Tips and Trick for Baby’s With Teething Trouble
Teething tends to occur at around 6 months of age, but it can begin from 3 months onwards. When your child reaches the age of 3 years old, they should have all 20 of their primary teeth.
Their bottom front teeth will most likely come through first, with their top front teeth coming through a month or two later. Some babies are fine through teething, but unfortunately some can suffer badly from swelling and pain.
If you think your baby might be teething, then check for symptoms including red cheeks, dribbling, disturbed sleep and chewing. If your baby is suffering from teething and not sleeping well then try these tips to help them cope better:
When a baby is teething, they crave to feel pressure on their gums, this is why they often start chewing their toys more. The pressure helps to distract their brain from the pain they feel during teething.
Try rubbing your baby’s gums with a clean finger until you can hear a squeaking sound. It will help ease the pain and they will also find the sound interesting. You could also try a range of different teethers to help them apply the pressure themselves.
Numbing gels and creams are very popular with a lot of parents, as they are easy to put on, quickly relieve pain and can be bought over the counter in shops like Boots and Superdrug.
Make sure you rub the gel in well though, as the last thing you want is for it to be accidently swallowed, as this could cause your baby’s throat to become numb and affect their gag reflex.
Using cold objects for relief works in the same way as an ice pack does when you have twisted your ankle, it calms swelling and helps to numb the pain. If you have a clean flannel or washcloth put it in a plastic bag and then chill it in your freezer for around an hour – you baby will love chewing on it and it will relieve their teething symptoms.
You can also use pacifiers and teethers to the same effect by making them cold – make sure you don’t ever freeze a teether though, as it could become very hard and end up damaging your baby’s gums. If your baby is already eating solid food, then freeze a piece of fruit or a vegetable and let them chew on it for a bit.
If none of the above works, then over the counter painkillers can be used to relieve your baby’s pain and help them sleep better throughout the night. Calpol can relieve pain for around four hours, so give them a dose before they go to bed.
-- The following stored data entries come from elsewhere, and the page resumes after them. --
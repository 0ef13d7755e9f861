//! Session connector that talks to a protocol bridge over a WebSocket.
//!
//! One socket per [`SessionConnector::connect`] call. A background task owns
//! the socket: it writes outgoing request frames, routes responses back to
//! their waiting callers by id, and forwards events to the bot. When the
//! socket ends the event channel closes, which the bot treats as a retryable
//! disconnect.

use std::{collections::HashMap, sync::Arc, time::Duration};

use {
    async_trait::async_trait,
    base64::{Engine as _, engine::general_purpose::STANDARD as BASE64},
    bytes::Bytes,
    futures::{SinkExt, StreamExt},
    serde_json::{Value, json},
    stickerbot_channels::{
        ConnectOptions, Connection, Error, MediaStream, Result, Session, SessionConnector,
    },
    stickerbot_protocol::{Credentials, InboundEvent, MediaDescriptor, SessionEvent},
    tokio::{
        net::TcpStream,
        sync::{Mutex, mpsc, oneshot},
    },
    tokio_tungstenite::{
        MaybeTlsStream, WebSocketStream, connect_async, tungstenite::Message as WsMessage,
    },
    tracing::{debug, info, warn},
};

use crate::frames::{BridgeFrame, RequestFrame, ResponseFrame, methods};

/// Events the socket task may queue before the bot drains them.
const EVENT_BUFFER: usize = 256;

type PendingRequests = Arc<Mutex<HashMap<String, oneshot::Sender<ResponseFrame>>>>;

type BridgeSocket = WebSocketStream<MaybeTlsStream<TcpStream>>;

#[derive(Debug, Clone)]
pub struct BridgeConnector {
    url: String,
    request_timeout: Duration,
}

impl BridgeConnector {
    pub fn new(url: impl Into<String>, request_timeout: Duration) -> Self {
        Self {
            url: url.into(),
            request_timeout,
        }
    }
}

#[async_trait]
impl SessionConnector for BridgeConnector {
    async fn connect(
        &self,
        credentials: Option<Credentials>,
        options: &ConnectOptions,
    ) -> Result<Connection> {
        info!(url = %self.url, "connecting to bridge");
        let (socket, _response) = connect_async(self.url.as_str())
            .await
            .map_err(|e| Error::external(format!("connect to bridge at {}", self.url), e))?;

        let (write_tx, write_rx) = mpsc::unbounded_channel();
        let (events_tx, events_rx) = mpsc::channel(EVENT_BUFFER);
        let pending = PendingRequests::default();
        tokio::spawn(run_socket(
            socket,
            write_rx,
            events_tx,
            Arc::clone(&pending),
        ));

        let session = Arc::new(BridgeSession {
            write_tx,
            pending,
            request_timeout: self.request_timeout,
        });
        session
            .request(
                methods::CONNECT,
                json!({
                    "credentials": credentials,
                    "browser": options.browser,
                }),
            )
            .await?;
        debug!(url = %self.url, "bridge accepted session");

        Ok(Connection {
            session,
            events: events_rx,
        })
    }
}

/// Request side of one bridge socket.
pub struct BridgeSession {
    write_tx: mpsc::UnboundedSender<String>,
    pending: PendingRequests,
    request_timeout: Duration,
}

impl BridgeSession {
    async fn request(&self, method: &str, params: Value) -> Result<Value> {
        let id = uuid::Uuid::new_v4().to_string();
        let frame = BridgeFrame::Request(RequestFrame {
            id: id.clone(),
            method: method.into(),
            params: Some(params),
        });
        let text = serde_json::to_string(&frame)?;

        let (tx, rx) = oneshot::channel();
        self.pending.lock().await.insert(id.clone(), tx);
        if self.write_tx.send(text).is_err() {
            self.pending.lock().await.remove(&id);
            return Err(Error::unavailable("bridge socket closed"));
        }

        let response = match tokio::time::timeout(self.request_timeout, rx).await {
            Ok(Ok(response)) => response,
            Ok(Err(_)) => return Err(Error::unavailable("bridge socket closed")),
            Err(_) => {
                self.pending.lock().await.remove(&id);
                return Err(Error::unavailable(format!(
                    "{method} timed out after {}s",
                    self.request_timeout.as_secs_f32()
                )));
            },
        };

        if response.ok {
            Ok(response.payload.unwrap_or(Value::Null))
        } else {
            Err(Error::external(
                method,
                std::io::Error::other(response.error_message()),
            ))
        }
    }
}

#[async_trait]
impl Session for BridgeSession {
    async fn send_text(&self, jid: &str, text: &str, quoted: &InboundEvent) -> Result<()> {
        self.request(
            methods::SEND_TEXT,
            json!({ "jid": jid, "text": text, "quoted": quoted }),
        )
        .await?;
        Ok(())
    }

    async fn send_sticker(
        &self,
        jid: &str,
        sticker: Vec<u8>,
        quoted: &InboundEvent,
    ) -> Result<()> {
        self.request(
            methods::SEND_STICKER,
            json!({ "jid": jid, "sticker": BASE64.encode(&sticker), "quoted": quoted }),
        )
        .await?;
        Ok(())
    }

    async fn fetch_media(&self, descriptor: &MediaDescriptor) -> Result<MediaStream> {
        let payload = self
            .request(
                methods::DOWNLOAD_MEDIA,
                json!({
                    "kind": descriptor.kind,
                    "mimetype": descriptor.mimetype,
                    "gifPlayback": descriptor.gif_playback,
                    "media": descriptor.reference,
                }),
            )
            .await?;
        let encoded = payload
            .get("data")
            .and_then(Value::as_str)
            .ok_or_else(|| Error::invalid_input("downloadMedia response has no data"))?;
        let bytes = BASE64
            .decode(encoded)
            .map_err(|e| Error::external("decode downloaded media", e))?;
        Ok(futures::stream::once(async move { Ok(Bytes::from(bytes)) }).boxed())
    }
}

/// Owns the socket until either side goes away.
async fn run_socket(
    socket: BridgeSocket,
    mut write_rx: mpsc::UnboundedReceiver<String>,
    events_tx: mpsc::Sender<SessionEvent>,
    pending: PendingRequests,
) {
    let (mut sink, mut reader) = socket.split();

    loop {
        tokio::select! {
            msg = reader.next() => {
                match msg {
                    Some(Ok(WsMessage::Text(text))) => {
                        if !route_frame(text.as_str(), &events_tx, &pending).await {
                            break;
                        }
                    },
                    Some(Ok(WsMessage::Ping(data))) => {
                        if let Err(e) = sink.send(WsMessage::Pong(data)).await {
                            warn!(error = %e, "bridge pong failed");
                            break;
                        }
                    },
                    Some(Ok(WsMessage::Close(_))) | None => {
                        info!("bridge closed the socket");
                        break;
                    },
                    Some(Ok(_)) => {},
                    Some(Err(e)) => {
                        warn!(error = %e, "bridge socket error");
                        break;
                    },
                }
            },
            text = write_rx.recv() => {
                match text {
                    Some(text) => {
                        if let Err(e) = sink.send(WsMessage::Text(text.into())).await {
                            warn!(error = %e, "bridge write failed");
                            break;
                        }
                    },
                    None => {
                        let _ = sink.send(WsMessage::Close(None)).await;
                        break;
                    },
                }
            },
            () = events_tx.closed() => {
                debug!("bot detached from bridge session");
                let _ = sink.send(WsMessage::Close(None)).await;
                break;
            },
        }
    }

    // Fail callers first, then end the event stream.
    drop(write_rx);
    pending.lock().await.clear();
    drop(events_tx);
}

/// Dispatch one text frame. Returns `false` once the bot stopped listening.
async fn route_frame(
    text: &str,
    events_tx: &mpsc::Sender<SessionEvent>,
    pending: &PendingRequests,
) -> bool {
    match serde_json::from_str::<BridgeFrame>(text) {
        Ok(BridgeFrame::Response(response)) => {
            match pending.lock().await.remove(&response.id) {
                Some(waiter) => {
                    let _ = waiter.send(response);
                },
                None => debug!(id = %response.id, "response for an unknown request"),
            }
        },
        Ok(BridgeFrame::Event(frame)) => {
            let name = frame.event.clone();
            match frame.into_session_event() {
                Ok(Some(event)) => return events_tx.send(event).await.is_ok(),
                Ok(None) => debug!(event = %name, "ignoring bridge event"),
                Err(e) => warn!(event = %name, error = %e, "malformed bridge event"),
            }
        },
        Ok(BridgeFrame::Request(request)) => {
            debug!(method = %request.method, "ignoring request from bridge");
        },
        Err(e) => warn!(error = %e, "unparseable bridge frame"),
    }
    true
}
Other painkillers such as ibuprofen and paracetamol can also be used in small doses, but make sure to follow the instructions and check with your doctor if you are not sure how much you should be giving your baby.
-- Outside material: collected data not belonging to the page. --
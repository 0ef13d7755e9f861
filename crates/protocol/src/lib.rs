//! Chat session data model.
//!
//! Mirrors the JSON shape the WhatsApp Web session delivers: a message key,
//! an optional message envelope (absent for content-less notifications), and
//! the envelope's content fields. Wrapper layers (ephemeral, view-once) are
//! modelled as [`WrapperKind`] so callers can peel them in a fixed order.

use {
    serde::{Deserialize, Deserializer, Serialize},
    std::fmt,
};

// ── Constants ────────────────────────────────────────────────────────────────

/// Conversation id of the status/broadcast channel.
pub const STATUS_BROADCAST_JID: &str = "status@broadcast";

/// GIF mimetype; images carrying it take the animated sticker path.
pub const GIF_MIMETYPE: &str = "image/gif";

// ── Disconnect codes ─────────────────────────────────────────────────────────

/// Status codes attached to a session close event.
pub mod disconnect_codes {
    pub const LOGGED_OUT: u16 = 401;
    pub const FORBIDDEN: u16 = 403;
    pub const CONNECTION_LOST: u16 = 408;
    pub const MULTIDEVICE_MISMATCH: u16 = 411;
    pub const CONNECTION_CLOSED: u16 = 428;
    pub const CONNECTION_REPLACED: u16 = 440;
    pub const BAD_SESSION: u16 = 500;
    pub const UNAVAILABLE_SERVICE: u16 = 503;
    pub const RESTART_REQUIRED: u16 = 515;
}

// ── Message envelope ─────────────────────────────────────────────────────────

/// A message envelope. Every content field is optional; exactly which ones
/// are set determines the message's [`ContentType`].
#[derive(Debug, Clone, Default, PartialEq, Serialize, Deserialize)]
#[serde(default, rename_all = "camelCase")]
pub struct Message {
    #[serde(skip_serializing_if = "Option::is_none")]
    pub conversation: Option<String>,
    #[serde(skip_serializing_if = "Option::is_none")]
    pub extended_text_message: Option<ExtendedTextMessage>,
    #[serde(skip_serializing_if = "Option::is_none")]
    pub image_message: Option<ImageMessage>,
    #[serde(skip_serializing_if = "Option::is_none")]
    pub video_message: Option<VideoMessage>,
    #[serde(skip_serializing_if = "Option::is_none")]
    pub ephemeral_message: Option<FutureProofMessage>,
    #[serde(skip_serializing_if = "Option::is_none")]
    pub view_once_message: Option<FutureProofMessage>,
    /// Content fields this bot does not act on (stickers, audio, reactions...).
    #[serde(flatten)]
    pub other: serde_json::Map<String, serde_json::Value>,
}

/// A wrapper layer holding another message.
#[derive(Debug, Clone, Default, PartialEq, Serialize, Deserialize)]
#[serde(default)]
pub struct FutureProofMessage {
    #[serde(skip_serializing_if = "Option::is_none")]
    pub message: Option<Box<Message>>,
}

#[derive(Debug, Clone, Default, PartialEq, Serialize, Deserialize)]
#[serde(default)]
pub struct ExtendedTextMessage {
    #[serde(skip_serializing_if = "Option::is_none")]
    pub text: Option<String>,
}

#[derive(Debug, Clone, Default, PartialEq, Serialize, Deserialize)]
#[serde(default, rename_all = "camelCase")]
pub struct ImageMessage {
    #[serde(flatten)]
    pub media: MediaRef,
    #[serde(skip_serializing_if = "Option::is_none")]
    pub mimetype: Option<String>,
    #[serde(skip_serializing_if = "Option::is_none")]
    pub caption: Option<String>,
    #[serde(skip_serializing_if = "Option::is_none")]
    pub width: Option<u32>,
    #[serde(skip_serializing_if = "Option::is_none")]
    pub height: Option<u32>,
}

#[derive(Debug, Clone, Default, PartialEq, Serialize, Deserialize)]
#[serde(default, rename_all = "camelCase")]
pub struct VideoMessage {
    #[serde(flatten)]
    pub media: MediaRef,
    #[serde(skip_serializing_if = "Option::is_none")]
    pub mimetype: Option<String>,
    #[serde(skip_serializing_if = "Option::is_none")]
    pub caption: Option<String>,
    #[serde(skip_serializing_if = "Option::is_none")]
    pub gif_playback: Option<bool>,
    #[serde(skip_serializing_if = "Option::is_none")]
    pub seconds: Option<u32>,
}

/// Opaque download reference for an attachment. Only the session knows how
/// to turn this into bytes.
#[derive(Debug, Clone, Default, PartialEq, Serialize, Deserialize)]
#[serde(default, rename_all = "camelCase")]
pub struct MediaRef {
    #[serde(skip_serializing_if = "Option::is_none")]
    pub url: Option<String>,
    #[serde(skip_serializing_if = "Option::is_none")]
    pub direct_path: Option<String>,
    #[serde(skip_serializing_if = "Option::is_none")]
    pub media_key: Option<String>,
    #[serde(skip_serializing_if = "Option::is_none")]
    pub file_sha256: Option<String>,
    #[serde(skip_serializing_if = "Option::is_none")]
    pub file_enc_sha256: Option<String>,
    #[serde(
        skip_serializing_if = "Option::is_none",
        deserialize_with = "long_or_string"
    )]
    pub file_length: Option<u64>,
}

/// Protobuf `Long` values arrive either as a number or as a decimal string.
fn long_or_string<'de, D>(deserializer: D) -> Result<Option<u64>, D::Error>
where
    D: Deserializer<'de>,
{
    #[derive(Deserialize)]
    #[serde(untagged)]
    enum Long {
        Number(u64),
        Text(String),
    }

    match Option::<Long>::deserialize(deserializer)? {
        None => Ok(None),
        Some(Long::Number(n)) => Ok(Some(n)),
        Some(Long::Text(s)) => s.parse().map(Some).map_err(serde::de::Error::custom),
    }
}

// ── Wrapper layers ───────────────────────────────────────────────────────────

/// Wrapper layers that may enclose the real message.
#[derive(Debug, Clone, Copy, PartialEq, Eq)]
pub enum WrapperKind {
    /// Disappearing-message layer.
    Ephemeral,
    /// Single-view media layer.
    ViewOnce,
}

impl WrapperKind {
    /// Returns the wrapped message if `message` carries this layer.
    #[must_use]
    pub fn peel(self, message: &Message) -> Option<&Message> {
        let wrapper = match self {
            Self::Ephemeral => message.ephemeral_message.as_ref(),
            Self::ViewOnce => message.view_once_message.as_ref(),
        };
        wrapper.and_then(|w| w.message.as_deref())
    }
}

// ── Content type ─────────────────────────────────────────────────────────────

/// Content tag of a message, derived from which field is populated.
#[derive(Debug, Clone, PartialEq, Eq)]
pub enum ContentType {
    Conversation,
    ExtendedText,
    Image,
    Video,
    Ephemeral,
    ViewOnce,
    /// A content field this crate does not model, by its wire name.
    Other(String),
}

impl fmt::Display for ContentType {
    fn fmt(&self, f: &mut fmt::Formatter<'_>) -> fmt::Result {
        match self {
            Self::Conversation => f.write_str("conversation"),
            Self::ExtendedText => f.write_str("extendedTextMessage"),
            Self::Image => f.write_str("imageMessage"),
            Self::Video => f.write_str("videoMessage"),
            Self::Ephemeral => f.write_str("ephemeralMessage"),
            Self::ViewOnce => f.write_str("viewOnceMessage"),
            Self::Other(name) => f.write_str(name),
        }
    }
}

/// Keys the session attaches to an envelope that are not content.
const NON_CONTENT_KEYS: &[&str] = &["messageContextInfo", "senderKeyDistributionMessage"];

impl Message {
    /// The content tag of this message, or `None` for an empty envelope.
    #[must_use]
    pub fn content_type(&self) -> Option<ContentType> {
        if self.conversation.is_some() {
            return Some(ContentType::Conversation);
        }
        if self.extended_text_message.is_some() {
            return Some(ContentType::ExtendedText);
        }
        if self.image_message.is_some() {
            return Some(ContentType::Image);
        }
        if self.video_message.is_some() {
            return Some(ContentType::Video);
        }
        if self.ephemeral_message.is_some() {
            return Some(ContentType::Ephemeral);
        }
        if self.view_once_message.is_some() {
            return Some(ContentType::ViewOnce);
        }
        self.other
            .keys()
            .find(|k| !NON_CONTENT_KEYS.contains(&k.as_str()))
            .map(|k| ContentType::Other(k.clone()))
    }

    /// Body of the extended text field, if any.
    #[must_use]
    pub fn extended_text(&self) -> Option<&str> {
        self.extended_text_message
            .as_ref()
            .and_then(|e| e.text.as_deref())
    }
}

// ── Inbound events ───────────────────────────────────────────────────────────

/// Identity of a message within the session.
#[derive(Debug, Clone, Default, PartialEq, Eq, Serialize, Deserialize)]
#[serde(default, rename_all = "camelCase")]
pub struct MessageKey {
    #[serde(skip_serializing_if = "Option::is_none")]
    pub remote_jid: Option<String>,
    #[serde(skip_serializing_if = "Option::is_none")]
    pub id: Option<String>,
    pub from_me: bool,
    #[serde(skip_serializing_if = "Option::is_none")]
    pub participant: Option<String>,
}

/// One message notification delivered by the session.
#[derive(Debug, Clone, Default, PartialEq, Serialize, Deserialize)]
#[serde(default, rename_all = "camelCase")]
pub struct InboundEvent {
    pub key: MessageKey,
    /// Absent when the session could not decrypt the payload yet; a
    /// re-delivery carrying it usually follows.
    #[serde(skip_serializing_if = "Option::is_none")]
    pub message: Option<Message>,
    #[serde(skip_serializing_if = "Option::is_none")]
    pub push_name: Option<String>,
    #[serde(skip_serializing_if = "Option::is_none")]
    pub message_timestamp: Option<u64>,
}

impl InboundEvent {
    /// Conversation id, `"unknown"` when the session omitted it.
    #[must_use]
    pub fn remote_jid(&self) -> &str {
        self.key.remote_jid.as_deref().unwrap_or("unknown")
    }

    /// Message id, `"noid"` when the session omitted it.
    #[must_use]
    pub fn message_id(&self) -> &str {
        self.key.id.as_deref().unwrap_or("noid")
    }

    #[must_use]
    pub fn from_self(&self) -> bool {
        self.key.from_me
    }

    #[must_use]
    pub fn has_content(&self) -> bool {
        self.message.is_some()
    }
}

/// Classification tag the session attaches to a batch of messages.
#[derive(Debug, Clone, Copy, Default, PartialEq, Eq, Serialize, Deserialize)]
#[serde(rename_all = "lowercase")]
pub enum BatchKind {
    /// Live delivery.
    #[default]
    Notify,
    /// History or offline catch-up.
    Append,
    Replace,
    #[serde(other)]
    Unknown,
}

impl fmt::Display for BatchKind {
    fn fmt(&self, f: &mut fmt::Formatter<'_>) -> fmt::Result {
        f.write_str(match self {
            Self::Notify => "notify",
            Self::Append => "append",
            Self::Replace => "replace",
            Self::Unknown => "unknown",
        })
    }
}

/// A batch of inbound events delivered together.
#[derive(Debug, Clone, Default, PartialEq, Serialize, Deserialize)]
#[serde(default)]
pub struct MessageBatch {
    #[serde(rename = "type")]
    pub kind: BatchKind,
    pub messages: Vec<InboundEvent>,
}

// ── Media descriptors ────────────────────────────────────────────────────────

#[derive(Debug, Clone, Copy, PartialEq, Eq, Serialize, Deserialize)]
#[serde(rename_all = "lowercase")]
pub enum MediaKind {
    Image,
    Video,
}

impl MediaKind {
    #[must_use]
    pub fn as_str(self) -> &'static str {
        match self {
            Self::Image => "image",
            Self::Video => "video",
        }
    }
}

impl fmt::Display for MediaKind {
    fn fmt(&self, f: &mut fmt::Formatter<'_>) -> fmt::Result {
        f.write_str(self.as_str())
    }
}

/// Everything needed to download one attachment.
#[derive(Debug, Clone, PartialEq)]
pub struct MediaDescriptor {
    pub kind: MediaKind,
    pub mimetype: Option<String>,
    /// Only meaningful for videos.
    pub gif_playback: bool,
    pub reference: MediaRef,
}

impl MediaDescriptor {
    #[must_use]
    pub fn from_image(image: &ImageMessage) -> Self {
        Self {
            kind: MediaKind::Image,
            mimetype: image.mimetype.clone(),
            gif_playback: false,
            reference: image.media.clone(),
        }
    }

    #[must_use]
    pub fn from_video(video: &VideoMessage) -> Self {
        Self {
            kind: MediaKind::Video,
            mimetype: video.mimetype.clone(),
            gif_playback: video.gif_playback.unwrap_or(false),
            reference: video.media.clone(),
        }
    }

    #[must_use]
    pub fn is_gif_image(&self) -> bool {
        self.kind == MediaKind::Image && self.mimetype.as_deref() == Some(GIF_MIMETYPE)
    }
}

// ── Connection updates ───────────────────────────────────────────────────────

#[derive(Debug, Clone, Copy, PartialEq, Eq, Serialize, Deserialize)]
#[serde(rename_all = "lowercase")]
pub enum ConnectionStatus {
    Connecting,
    Open,
    Close,
}

/// Why the session closed.
#[derive(Debug, Clone, Default, PartialEq, Eq, Serialize, Deserialize)]
#[serde(default, rename_all = "camelCase")]
pub struct Disconnect {
    #[serde(skip_serializing_if = "Option::is_none")]
    pub status_code: Option<u16>,
    #[serde(skip_serializing_if = "Option::is_none")]
    pub error: Option<String>,
}

impl Disconnect {
    #[must_use]
    pub fn is_logged_out(&self) -> bool {
        self.status_code == Some(disconnect_codes::LOGGED_OUT)
    }
}

/// A connection state change. Any combination of fields may be set.
#[derive(Debug, Clone, Default, PartialEq, Eq, Serialize, Deserialize)]
#[serde(default, rename_all = "camelCase")]
pub struct ConnectionUpdate {
    #[serde(skip_serializing_if = "Option::is_none")]
    pub connection: Option<ConnectionStatus>,
    /// Login challenge to render as a QR code.
    #[serde(skip_serializing_if = "Option::is_none")]
    pub qr: Option<String>,
    #[serde(skip_serializing_if = "Option::is_none")]
    pub last_disconnect: Option<Disconnect>,
}

// ── Credentials ──────────────────────────────────────────────────────────────

/// Opaque authentication state owned by the session implementation.
#[derive(Debug, Clone, Default, PartialEq, Serialize, Deserialize)]
#[serde(transparent)]
pub struct Credentials(pub serde_json::Value);

// ── Session events ───────────────────────────────────────────────────────────

/// Everything a session can emit towards the bot.
#[derive(Debug, Clone, PartialEq)]
pub enum SessionEvent {
    CredentialsUpdated(Credentials),
    ConnectionUpdate(ConnectionUpdate),
    MessagesUpsert(MessageBatch),
}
Amber and hazelwood necklaces have been used for teething for thousands of years, as they are believed to reduce inflammation and acidity in the body. They can be worn by either the mother or the baby and work just by touching the baby’s skin.
These necklaces are not designed to be chewed on, but you can now get necklaces and bracelets made of BPA-free rubber that your baby can chew if they want to – be sure to never leave your baby alone with necklaces though as they could be a choking hazard if they have beads on.